Distribution mondiale des mangroves

On trouve souvent des mangroves en bordure des côtes dans les régions tropicales et subtropicales, mais on ne sait pas au juste quelle est la superficie totale qu'occupent ces formations dans le monde. Les récentes estimations varient de 16,5 millions d'hectares (FAO, 1994, d'après des chiffres du début et du milieu des années 80) 16,9 millions d'hectares (UICN, 1983), 18,1 millions d'hectares (Spalding et al., 1997) et 19,9 millions d'hectares (Fisher et Spalding, 1993, cité dans Spalding et al., 1997). Dans nombre de ces études, il n'a pas été tenu compte des pays ayant un couvert de mangrove limité.

Une nouvelle étude lancée par la FAO vise à fournir des informations à jour, fiables et complètes sur la distribution des mangroves dans le monde.

Dans le cadre de l'Évaluation des ressources forestières mondiales 2000 (FRA 2000), conduite par la FAO en collaboration avec ses États Membres, des donateurs et d'autres partenaires, tous les pays ont été priés de ventiler leur superficie de forêts dans les diverses catégories existant dans leur propre système de classification. Étant donné que la mangrove constitue une catégorie de forêt à part dont la définition est à peu près la même dans tous les pays, la majorité des pays qui possèdent des mangroves ont envoyé des informations spécifiques sur ces formations végétales dans les rapports qu'ils ont établis pour l'étude FRA 2000. Ces données seront analysées dans une étude spéciale sur la situation des forêts de mangrove du monde qui fait partie de FRA 2000. Les pays qui n'ont pas fourni d'informations à ce sujet, mais où l'on sait qu'il existe des mangroves, seront à nouveau contactés pour garantir une couverture complète de l'évaluation.

Outre le fait qu'elle fournira des informations sur la situation actuelle des mangroves, cette étude permettra aussi de comparer ces données avec les informations provenant des évaluations antérieures ou d'autres sources pour analyser les tendances récentes en matière de pertes et de gains de superficie (à travers les efforts de plantation).

Les lecteurs sont invités à contribuer à cette étude par des informations supplémentaires sur les évaluations présentes ou passées des superficies de mangrove, de préférence à l'échelon national, mais aussi sous-national, s'ils disposent de ce type d'informations. Leur courrier peut être adressé à Mette Løyche Wilkie, Service du développement des ressources forestières, Département des forêts de la FAO, Viale delle Terme di Caracalla, Rome 00100, Italie

(Mél: [email protected]).

Une base de données et des informations spécifiques par pays seront introduites sur le site web de la FAO au fur et à mesure de leur réception.

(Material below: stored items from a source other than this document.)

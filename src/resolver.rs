//! The global symbol table and resolution driver.
//!
//! The table owns every arena the link graph lives in: symbol slots, chunks,
//! parsed object files, and opened archives. Input files feed symbol bodies
//! in through [`SymbolTable::add_symbol`]; the selection rules decide which
//! body a name keeps. Archive members are not loaded when their symbols are
//! first seen. They are remembered as lazy candidates and pulled in by
//! [`SymbolTable::resolve`] once an undefined reference actually demands
//! them.

use indexmap::IndexMap;
use log::{debug, warn};
use object::{
    Object as _, ObjectSection as _, ObjectSymbol as _,
    coff::CoffFile,
    pe::{
        self, IMAGE_COMDAT_SELECT_ASSOCIATIVE, IMAGE_FILE_MACHINE_AMD64,
        IMAGE_SYM_CLASS_EXTERNAL, IMAGE_SYM_CLASS_FILE, IMAGE_SYM_CLASS_STATIC,
        IMAGE_SYM_CLASS_WEAK_EXTERNAL,
    },
    read::archive::ArchiveOffset,
};

use crate::{
    chunks::{Chunk, ChunkId, ChunkKind},
    coff::{SectionFlags, SectionNumber, aux_record, aux_section_number},
    config::LinkConfig,
    error::{LinkError, MalformedKind, UnresolvedSymbols},
    inputs::{FileId, FileKind, FileSource, ImportMember, InputStore, LinkArchive, ObjectFile,
             identify},
    symbols::{ArchiveId, SymbolBody, SymbolId, display_name},
};

/// Name-indexed map of symbols plus the arenas backing the link graph.
pub struct SymbolTable<'a> {
    pub config: LinkConfig,
    store: &'a InputStore,

    /// One slot per resolved name; the map points at slots in `bodies`.
    map: IndexMap<&'a [u8], SymbolId>,
    bodies: Vec<SymbolBody<'a>>,

    /// Archive members remembered for symbols that are still undefined.
    lazy: IndexMap<SymbolId, (ArchiveId, ArchiveOffset)>,

    pub(crate) chunks: Vec<Chunk<'a>>,
    pub(crate) files: Vec<ObjectFile<'a>>,
    archives: Vec<LinkArchive<'a>>,

    /// Import address symbols, in the order their entries were read.
    pub(crate) import_data: Vec<SymbolId>,
}
//! Import table synthesis.
//!
//! Turns the resolved `__imp_` symbols into the chunks of the `.idata`
//! section: one directory entry and DLL name string per DLL, plus parallel
//! lookup and address tables of 8-byte slots pointing at hint/name entries.
//! Each table is terminated by a zero slot. The `$`-suffixed section names
//! put the rows in the right order once the writer sorts the section.

use indexmap::IndexMap;

use crate::{
    chunks::{Chunk, ChunkId, ChunkKind},
    resolver::SymbolTable,
    symbols::{SymbolBody, SymbolId},
};

/// Locations the writer needs for the import-related data directories.
pub struct ImportTablesInfo {
    /// First directory entry; start of the directory table.
    pub directory_start: ChunkId,
    pub directory_size: u32,

    /// First import address slot; start of the IAT.
    pub address_start: ChunkId,
    pub address_size: u32,
}

/// Builds the import tables for every `DefinedImportData` symbol currently
/// winning its name. Returns `None` when nothing is imported.
pub fn create_import_tables(link: &mut SymbolTable<'_>) -> Option<ImportTablesInfo> {
    // Bin the import symbols by DLL. Group and member order are sorted by
    // name so output bytes do not depend on argument order.
    let mut groups: IndexMap<&[u8], Vec<SymbolId>> = IndexMap::new();
    for index in 0..link.import_data.len() {
        let id = link.import_data[index];
        if let SymbolBody::DefinedImportData { dll, .. } = link.body(id) {
            groups.entry(*dll).or_default().push(id);
        }
    }
    if groups.is_empty() {
        return None;
    }

    groups.sort_keys();
    for ids in groups.values_mut() {
        ids.sort_by_key(|&id| link.body(id).name());
    }

    let mut directories = Vec::with_capacity(groups.len());
    let mut hint_names: IndexMap<SymbolId, ChunkId> = IndexMap::new();

    for (&dll, ids) in &groups {
        let dll_name = link.push_chunk(Chunk::string(b".idata$7", dll));
        directories.push(link.push_chunk(Chunk::directory(b".idata$2", dll_name)));

        for &id in ids {
            let SymbolBody::DefinedImportData { export, .. } = link.body(id) else {
                continue;
            };
            let chunk = Chunk::hint_name(b".idata$6", 0, *export);
            let hint = link.push_chunk(chunk);
            hint_names.insert(id, hint);
        }
    }

    // Directory table terminator.
    let directory_size = (groups.len() as u32 + 1) * size_of::<object::pe::ImageImportDescriptor>() as u32;
    link.push_chunk(Chunk::null(
        b".idata$2",
        size_of::<object::pe::ImageImportDescriptor>() as u32,
    ));

    // Lookup tables, one run and terminator per DLL.
    let mut lookup_starts = Vec::with_capacity(groups.len());
    for ids in groups.values() {
        let mut first = None;
        for &id in ids {
            let hint = hint_names[&id];
            let chunk = link.push_chunk(Chunk::lookup(b".idata$4", hint));
            first.get_or_insert(chunk);
        }
        link.push_chunk(Chunk::null(b".idata$4", 8));
        lookup_starts.push(first);
    }

    // Address tables mirror the lookup tables; the loader rewrites these
    // slots in place at load time.
    let mut address_starts = Vec::with_capacity(groups.len());
    let mut address_size = 0u32;
    for ids in groups.values() {
        let mut first = None;
        for &id in ids {
            let hint = hint_names[&id];
            let chunk = link.push_chunk(Chunk::lookup(b".idata$5", hint));
            first.get_or_insert(chunk);

            if let SymbolBody::DefinedImportData { location, .. } = link.body_mut(id) {
                *location = Some(chunk);
            }
        }
        link.push_chunk(Chunk::null(b".idata$5", 8));
        address_size += (ids.len() as u32 + 1) * 8;
        address_starts.push(first);
    }

    for (index, &dir) in directories.iter().enumerate() {
        let (Some(lookup), Some(address)) = (lookup_starts[index], address_starts[index]) else {
            continue;
        };
        if let ChunkKind::Directory(dir) = &mut link.chunk_mut(dir).kind {
            dir.lookup_table = lookup;
            dir.address_table = address;
        }
    }

    let address_start = address_starts.iter().copied().flatten().next()?;
    Some(ImportTablesInfo {
        directory_start: directories[0],
        directory_size,
        address_start,
        address_size,
    })
}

La base de données sera mise à jour régulièrement. À long terme, il est prévu de compléter ce site par des liens renvoyant à des cartes et d'autres bases de données sur différentes questions liées aux mangroves. Le but est de fournir des données uniquement sur des aspects non couverts par d'autres organisations et de combler d'importantes lacunes de l'information relevant du mandat de la FAO.

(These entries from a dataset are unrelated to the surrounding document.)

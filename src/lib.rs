//! Food Lens
//!
//! Webcam food recognition and calorie logging.
//!
//! # Architecture
//!
//! Frames flow from a source through a black-box detector into a per-stream
//! stabilizer, which turns noisy per-frame detections into a short list of
//! pending candidates. A user confirms a candidate through the API, and the
//! confirmation is written to the food log together with that day's calorie
//! aggregate.
//!
//! ```text
//! FrameSource -> BackendRegistry -> Stabilizer -> PendingBoard -> (user) -> FoodTracker -> FoodLog
//! ```
//!
//! # Module Structure
//!
//! - `ingest`, `frame`: frame sources and frames
//! - `detect`: detector backends (the model seam)
//! - `stabilizer`, `session`: candidate tracking for one stream
//! - `calories`, `tracker`, `store`, `clock`: calorie lookup and persistence
//! - `api`, `config`: HTTP surface and configuration
//! - `cli`: the `food_log` command

pub mod api;
pub mod calories;
pub mod cli;
pub mod clock;
pub mod config;
pub mod detect;
pub mod frame;
pub mod ingest;
pub mod session;
pub mod stabilizer;
pub mod store;
pub mod tracker;

pub use calories::{CalorieTable, CategoryTotals, FoodInfo, NutritionalSummary};
pub use clock::{Clock, FixedClock, LocalClock};
pub use config::{CameraSettings, DetectionSettings, FoodLensConfig};
pub use detect::{BackendRegistry, BoundingBox, DetectorBackend, RawDetection};
pub use frame::Frame;
pub use ingest::{open_source, FrameSource, SyntheticSource};
pub use session::{DetectionSession, PendingBoard, SessionStats, StreamEnd};
pub use stabilizer::{IdentityKey, PendingDetection, Stabilizer, StabilizerSettings};
pub use store::{AllTimeStats, DailySummary, DetectionRecord, FoodLog, WeeklySummary};
pub use tracker::{FoodTracker, LoggedFood};
use serde::{Deserialize, Serialize};

/// Box corners in frame pixels, as produced by the model (sub-pixel floats).
#[derive(Clone, Copy, Debug, PartialEq, Serialize, Deserialize)]
pub struct BoundingBox {
    pub x1: f32,
    pub y1: f32,
    pub x2: f32,
    pub y2: f32,
}

impl BoundingBox {
    pub fn new(x1: f32, y1: f32, x2: f32, y2: f32) -> Self {
        Self { x1, y1, x2, y2 }
    }

    /// Integer corners, floored.
    pub fn to_pixels(&self) -> [i32; 4] {
        [
            self.x1.floor() as i32,
            self.y1.floor() as i32,
            self.x2.floor() as i32,
            self.y2.floor() as i32,
        ]
    }

    pub fn area(&self) -> f32 {
        (self.x2 - self.x1).max(0.0) * (self.y2 - self.y1).max(0.0)
    }

    /// Intersection over union with another box.
    pub fn iou(&self, other: &BoundingBox) -> f32 {
        let ix = (self.x2.min(other.x2) - self.x1.max(other.x1)).max(0.0);
        let iy = (self.y2.min(other.y2) - self.y1.max(other.y1)).max(0.0);
        let inter = ix * iy;
        let union = self.area() + other.area() - inter;
        if union <= 0.0 {
            0.0
        } else {
            inter / union
        }
    }
}

/// One frame's single output from the detection model.
#[derive(Clone, Debug, PartialEq, Serialize, Deserialize)]
pub struct RawDetection {
    pub label: String,
    pub confidence: f32,
    pub bbox: BoundingBox,
}

impl RawDetection {
    pub fn new(label: &str, confidence: f32, bbox: BoundingBox) -> Self {
        Self {
            label: label.to_string(),
            confidence,
            bbox,
        }
    }
}
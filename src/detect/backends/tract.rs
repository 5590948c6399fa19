#![cfg(feature = "backend-tract")]

use std::path::Path;

use anyhow::{anyhow, Context, Result};
use tract_onnx::prelude::*;

use crate::detect::backend::DetectorBackend;
use crate::detect::result::{BoundingBox, RawDetection};

const NMS_IOU_THRESHOLD: f32 = 0.45;

/// Tract-based backend for YOLOv8-style ONNX detectors.
///
/// The model takes a `[1, 3, H, W]` float tensor and produces
/// `[1, 4 + classes, anchors]` with centre-format boxes followed by one score
/// per class. Frames of any size are resized to the model input and boxes are
/// scaled back to frame pixels.
pub struct TractBackend {
    model: SimplePlan<TypedFact, Box<dyn TypedOp>>,
    input_width: u32,
    input_height: u32,
    classes: Vec<String>,
    confidence_threshold: f32,
}

impl TractBackend {
    /// Load an ONNX model from disk and prepare it for inference.
    pub fn new<P: AsRef<Path>>(
        model_path: P,
        input_width: u32,
        input_height: u32,
        classes: Vec<String>,
    ) -> Result<Self> {
        let model_path = model_path.as_ref();
        let model = tract_onnx::onnx()
            .model_for_path(model_path)
            .with_context(|| format!("failed to load ONNX model from {}", model_path.display()))?
            .with_input_fact(
                0,
                InferenceFact::dt_shape(
                    f32::datum_type(),
                    tvec!(1, 3, input_height as usize, input_width as usize),
                ),
            )
            .context("failed to set input fact")?
            .into_optimized()
            .context("failed to optimize ONNX model")?
            .into_runnable()
            .context("failed to build runnable ONNX model")?;

        Ok(Self {
            model,
            input_width,
            input_height,
            classes,
            confidence_threshold: 0.5,
        })
    }

    /// Override the default confidence threshold.
    pub fn with_threshold(mut self, threshold: f32) -> Self {
        self.confidence_threshold = threshold;
        self
    }

    fn build_input(&self, pixels: &[u8], width: u32, height: u32) -> Result<Tensor> {
        let expected_len = (width as usize)
            .checked_mul(height as usize)
            .and_then(|v| v.checked_mul(3))
            .ok_or_else(|| anyhow!("frame dimensions overflow"))?;

        if width == 0 || height == 0 || pixels.len() != expected_len {
            return Err(anyhow!(
                "expected {} RGB bytes for {}x{}, received {}",
                expected_len,
                width,
                height,
                pixels.len()
            ));
        }

        let (src_w, src_h) = (width as usize, height as usize);
        let (dst_w, dst_h) = (self.input_width as usize, self.input_height as usize);
        let input = tract_ndarray::Array4::from_shape_fn((1, 3, dst_h, dst_w), |(_, c, y, x)| {
            let sx = x * src_w / dst_w;
            let sy = y * src_h / dst_h;
            pixels[(sy * src_w + sx) * 3 + c] as f32 / 255.0
        });

        Ok(input.into_tensor())
    }

    fn decode(&self, outputs: TVec<TValue>, width: u32, height: u32) -> Result<Vec<RawDetection>> {
        let output = outputs
            .first()
            .ok_or_else(|| anyhow!("model produced no outputs"))?;
        let view = output
            .to_array_view::<f32>()
            .context("model output tensor was not f32")?;
        let shape = view.shape().to_vec();
        if shape.len() != 3 || shape[1] < 5 {
            return Err(anyhow!("unexpected model output shape {:?}", shape));
        }
        let num_classes = shape[1] - 4;
        let anchors = shape[2];
        let scale_x = width as f32 / self.input_width as f32;
        let scale_y = height as f32 / self.input_height as f32;

        let mut candidates: Vec<(usize, f32, BoundingBox)> = Vec::new();
        for a in 0..anchors {
            let mut best_class = 0;
            let mut best_score = f32::NEG_INFINITY;
            for c in 0..num_classes {
                let score = view[[0, 4 + c, a]];
                if score > best_score {
                    best_score = score;
                    best_class = c;
                }
            }
            if best_score < self.confidence_threshold {
                continue;
            }
            let (cx, cy, w, h) = (view[[0, 0, a]], view[[0, 1, a]], view[[0, 2, a]], view[[0, 3, a]]);
            let bbox = BoundingBox::new(
                ((cx - w / 2.0) * scale_x).max(0.0),
                ((cy - h / 2.0) * scale_y).max(0.0),
                ((cx + w / 2.0) * scale_x).min(width as f32),
                ((cy + h / 2.0) * scale_y).min(height as f32),
            );
            candidates.push((best_class, best_score, bbox));
        }

        let kept = non_max_suppression(candidates, NMS_IOU_THRESHOLD);
        Ok(kept
            .into_iter()
            .filter_map(|(class_id, score, bbox)| {
                self.classes
                    .get(class_id)
                    .map(|label| RawDetection::new(label, score, bbox))
            })
            .collect())
    }
}

/// Class-wise greedy suppression, highest score first.
fn non_max_suppression(
    mut candidates: Vec<(usize, f32, BoundingBox)>,
    iou_threshold: f32,
) -> Vec<(usize, f32, BoundingBox)> {
    candidates.sort_by(|a, b| b.1.total_cmp(&a.1));
    let mut kept: Vec<(usize, f32, BoundingBox)> = Vec::new();
    for cand in candidates {
        let suppressed = kept
            .iter()
            .any(|k| k.0 == cand.0 && k.2.iou(&cand.2) > iou_threshold);
        if !suppressed {
            kept.push(cand);
        }
    }
    kept
}

impl DetectorBackend for TractBackend {
    fn name(&self) -> &'static str {
        "tract"
    }

    fn detect(&mut self, pixels: &[u8], width: u32, height: u32) -> Result<Vec<RawDetection>> {
        let input = self.build_input(pixels, width, height)?;
        let outputs = self
            .model
            .run(tvec!(input.into()))
            .context("ONNX inference failed")?;
        self.decode(outputs, width, height)
    }
}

Mangroves dans la province d'Aurora (Philippines)

- M. WILKIE

Bibliographie

FAO. 1994. Mangrove forest management guidelines. FAO Forestry Paper 117, Rome. 319 p.

Fisher, P. et Spalding, M.D. 1993. Protected areas with mangrove habitat. World Conservation Monitoring Centre, Cambridge, Royaume-Uni. (projet de rapport)

UICN. 1983. Global status of mangrove ecosystems. Commission on Ecology Papers No. 3. Saenger, P., Hegerl, E.J. et Davie, J.D.S, éds. Union internationale pour la conservation de la nature et de ses ressources. Gland, Suisse.

Spalding, M.D., Blasco, F. et Field, C.D. éds. 1997. World Mangrove Atlas. The International Society for Mangrove Ecosystems, Okinawa, Japon.